Given the thread was about urban fantasy, I thought it was implied that my statement related to that, not SF\F as a whole.
There is a perception of a certain kind of urban fantasies with female protagonists - paranormal romances, vampire shaggers, nosferotica, call them what you will - as being principally about romance with action secondary if present at all. This is a marketing perception. It leads publishers to think more of this stuff will sell. It leads authors to think that this kind of stuff will sell; or, perhaps a more apropos and less cynical way of putting it, it leads authors who want to do things with lots of romance in to find that market appealing. The more of it there is, the more the people who like that kind of thing will buy, the stronger the genre gets, it's self-sustaining and self-fulfilling, and I think LKH and Buffy are explanation enough for how the whole thing got started.
Possibly. However, there is a lot of stuff I find sitting in teh 'Fantasy' section of my bookstore, that when I read it, could go under romance.
Don't mistake me however, LKH, Kim Harrison and Kelley Armstrong aren't writing romance, it's urban fantasy. It's just that the stories always seem to include worry over a man/love life, being attracted to men, and that being distracting, and so on. Breathless descriptions of how attractive man A is, or how it's unfair that man B is such an asshole, yet so pretty.

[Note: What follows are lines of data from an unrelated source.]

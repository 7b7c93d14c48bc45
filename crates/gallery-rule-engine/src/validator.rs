//! 规则保存期校验
//!
//! 供管理端在保存前调用，输出问题列表而不是抛错：Error 级建议
//! 阻止保存，Warning 级仅提示。评估路径对同样的数据始终容错，
//! 这里的校验只是帮商家提前发现问题。

use crate::evaluator::{self, MAX_REGEX_PATTERN_LEN};
use crate::models::{Action, Condition, ConditionGroup, ConditionNode, MediaMatchType, Rule};
use crate::operators::Operator;
use serde::Serialize;

/// 优先级允许的上限
pub const MAX_PRIORITY: i32 = 10_000;

/// 问题级别
#[derive(Debug, Clone, Copy, PartialEq, Eq, Serialize)]
#[serde(rename_all = "snake_case")]
pub enum Severity {
    Error,
    Warning,
}

/// 单条校验问题
#[derive(Debug, Clone, Serialize)]
pub struct ValidationIssue {
    pub severity: Severity,
    /// 问题所在位置，如 "conditions[1]"、"actions[0]"
    pub path: String,
    pub message: String,
}

impl ValidationIssue {
    fn error(path: impl Into<String>, message: impl Into<String>) -> Self {
        Self {
            severity: Severity::Error,
            path: path.into(),
            message: message.into(),
        }
    }

    fn warning(path: impl Into<String>, message: impl Into<String>) -> Self {
        Self {
            severity: Severity::Warning,
            path: path.into(),
            message: message.into(),
        }
    }
}

/// 规则校验器
pub struct RuleValidator;

impl RuleValidator {
    /// 校验单条规则，返回全部问题
    pub fn validate(rule: &Rule) -> Vec<ValidationIssue> {
        let mut issues = Vec::new();

        if rule.name.trim().is_empty() {
            issues.push(ValidationIssue::error("name", "规则名称不能为空"));
        }
        if rule.actions.is_empty() {
            issues.push(ValidationIssue::error("actions", "规则至少要有一个动作"));
        }
        if !(0..=MAX_PRIORITY).contains(&rule.priority) {
            issues.push(ValidationIssue::error(
                "priority",
                format!("优先级必须在 0 到 {} 之间", MAX_PRIORITY),
            ));
        }
        if let (Some(start), Some(end)) = (rule.start_date, rule.end_date) {
            if start > end {
                issues.push(ValidationIssue::warning(
                    "start_date",
                    "开始时间晚于结束时间，规则永远不会生效",
                ));
            }
        }

        Self::validate_group(&rule.conditions, "conditions", &mut issues);
        for (i, action) in rule.actions.iter().enumerate() {
            Self::validate_action(action, &format!("actions[{}]", i), &mut issues);
        }
        issues
    }

    /// 是否存在 Error 级问题
    pub fn has_errors(issues: &[ValidationIssue]) -> bool {
        issues.iter().any(|i| i.severity == Severity::Error)
    }

    fn validate_group(group: &ConditionGroup, path: &str, issues: &mut Vec<ValidationIssue>) {
        for (i, node) in group.children.iter().enumerate() {
            let child_path = format!("{}[{}]", path, i);
            match node {
                ConditionNode::Group(g) => Self::validate_group(g, &child_path, issues),
                ConditionNode::Condition(c) => Self::validate_condition(c, &child_path, issues),
            }
        }
    }

    fn validate_condition(condition: &Condition, path: &str, issues: &mut Vec<ValidationIssue>) {
        let params = match condition {
            Condition::AbTest(p) => {
                if p.bucket_min > p.bucket_max {
                    issues.push(ValidationIssue::error(
                        path,
                        "分桶下界不能大于上界",
                    ));
                }
                if p.bucket_max > 99 {
                    issues.push(ValidationIssue::error(path, "分桶上界不能超过 99"));
                }
                return;
            }
            Condition::Variant(p)
            | Condition::Url(p)
            | Condition::Device(p)
            | Condition::Customer(p)
            | Condition::Time(p)
            | Condition::Geo(p)
            | Condition::Inventory(p)
            | Condition::TrafficSource(p)
            | Condition::Session(p)
            | Condition::Collection(p)
            | Condition::Product(p) => p,
        };

        if matches!(params.operator, Operator::Between | Operator::NotBetween)
            && params.value_end.is_none()
        {
            issues.push(ValidationIssue::error(
                path,
                "between/not_between 需要同时提供 value 和 value_end",
            ));
        }

        if params.operator == Operator::MatchesRegex {
            let Some(pattern) = params.value.as_str() else {
                issues.push(ValidationIssue::error(path, "正则条件的值必须是字符串"));
                return;
            };
            if pattern.chars().count() > MAX_REGEX_PATTERN_LEN {
                issues.push(ValidationIssue::error(
                    path,
                    format!("正则长度不能超过 {} 字符", MAX_REGEX_PATTERN_LEN),
                ));
            } else if evaluator::looks_unsafe(pattern) {
                // 评估期会按不命中处理，这里提前提示商家
                issues.push(ValidationIssue::warning(path, "正则形态疑似危险，评估时不会命中"));
            } else if evaluator::compile_regex(pattern).is_none() {
                issues.push(ValidationIssue::error(path, "正则无法编译"));
            }
        }
    }

    fn validate_action(action: &Action, path: &str, issues: &mut Vec<ValidationIssue>) {
        match action {
            Action::Filter { matcher, .. } | Action::Prioritize { matcher } => {
                Self::check_matcher(Some(matcher), path, issues);
            }
            Action::Reorder { matcher, .. } => {
                Self::check_matcher(matcher.as_ref(), path, issues);
            }
            Action::Badge { text, matcher, .. } => {
                if text.trim().is_empty() {
                    issues.push(ValidationIssue::error(path, "徽章文案不能为空"));
                }
                Self::check_matcher(matcher.as_ref(), path, issues);
            }
            Action::Limit {
                max_images,
                matcher,
                ..
            } => {
                if *max_images == 0 {
                    issues.push(ValidationIssue::error(path, "max_images 必须大于 0"));
                }
                Self::check_matcher(matcher.as_ref(), path, issues);
            }
            Action::Replace { source_id } => {
                if source_id.trim().is_empty() {
                    issues.push(ValidationIssue::error(path, "替换来源画廊不能为空"));
                }
            }
        }
    }

    fn check_matcher(
        matcher: Option<&crate::models::MediaMatcher>,
        path: &str,
        issues: &mut Vec<ValidationIssue>,
    ) {
        // universal 匹配不看 match_values，其余类型列表为空时永远不命中
        if let Some(m) = matcher {
            if m.match_type != MediaMatchType::Universal && m.match_values.is_empty() {
                issues.push(ValidationIssue::warning(
                    path,
                    "匹配值列表为空，该动作不会命中任何媒体",
                ));
            }
        }
    }
}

Lavish descriptions of clothes and shoes and the rest.
Compare that to some male authors, and you don't have that. There tends to be more action. Yes, they might have partners/sex, but it's a sideline, or a seldom mentioned thing, rather than every 20 pages.
Now, all that said, does it mean every female author who writes urban fantasy does this? Of course not.
It is a trend I've noticed??
Yes, it is.
That was all I was saying.
How are you defining urban fantasy ? I don't think the biases you express about women and romance extend to Emma Bull or Kara Dalkey, for example, in the work of theirs I think of as urban fantasy.
Never read them. The defintion of 'urban fantasy' is very fluid. I define it as fantasy in the modern world.
If you want to define urban fantasy specifically as meaning paranormal romance, then yes, sure, lots of it is by female authors and romance-focused; I think what this says is that at the paranormal romance is a popular subgenre and easier to sell than other kinds of urban fantasy, [ witness for example the total failure of the final part of Walter Jon Williams' Metropolitan trilogy to find a publisher ] and I do find going from that to generalisations about how men and women write to be problematic.
Becuase I didn't do this, you did.
You took what I said, assumed I was either talking about a sub genre, or paranormal romance, and ran from there, getting more upset as you went.
What I said was what I had observed from my own reading and my own writing.
Yes, it was a generalisation, but so what.
I never claimed the male or female 'way' was superior. YOu did that in your own mind.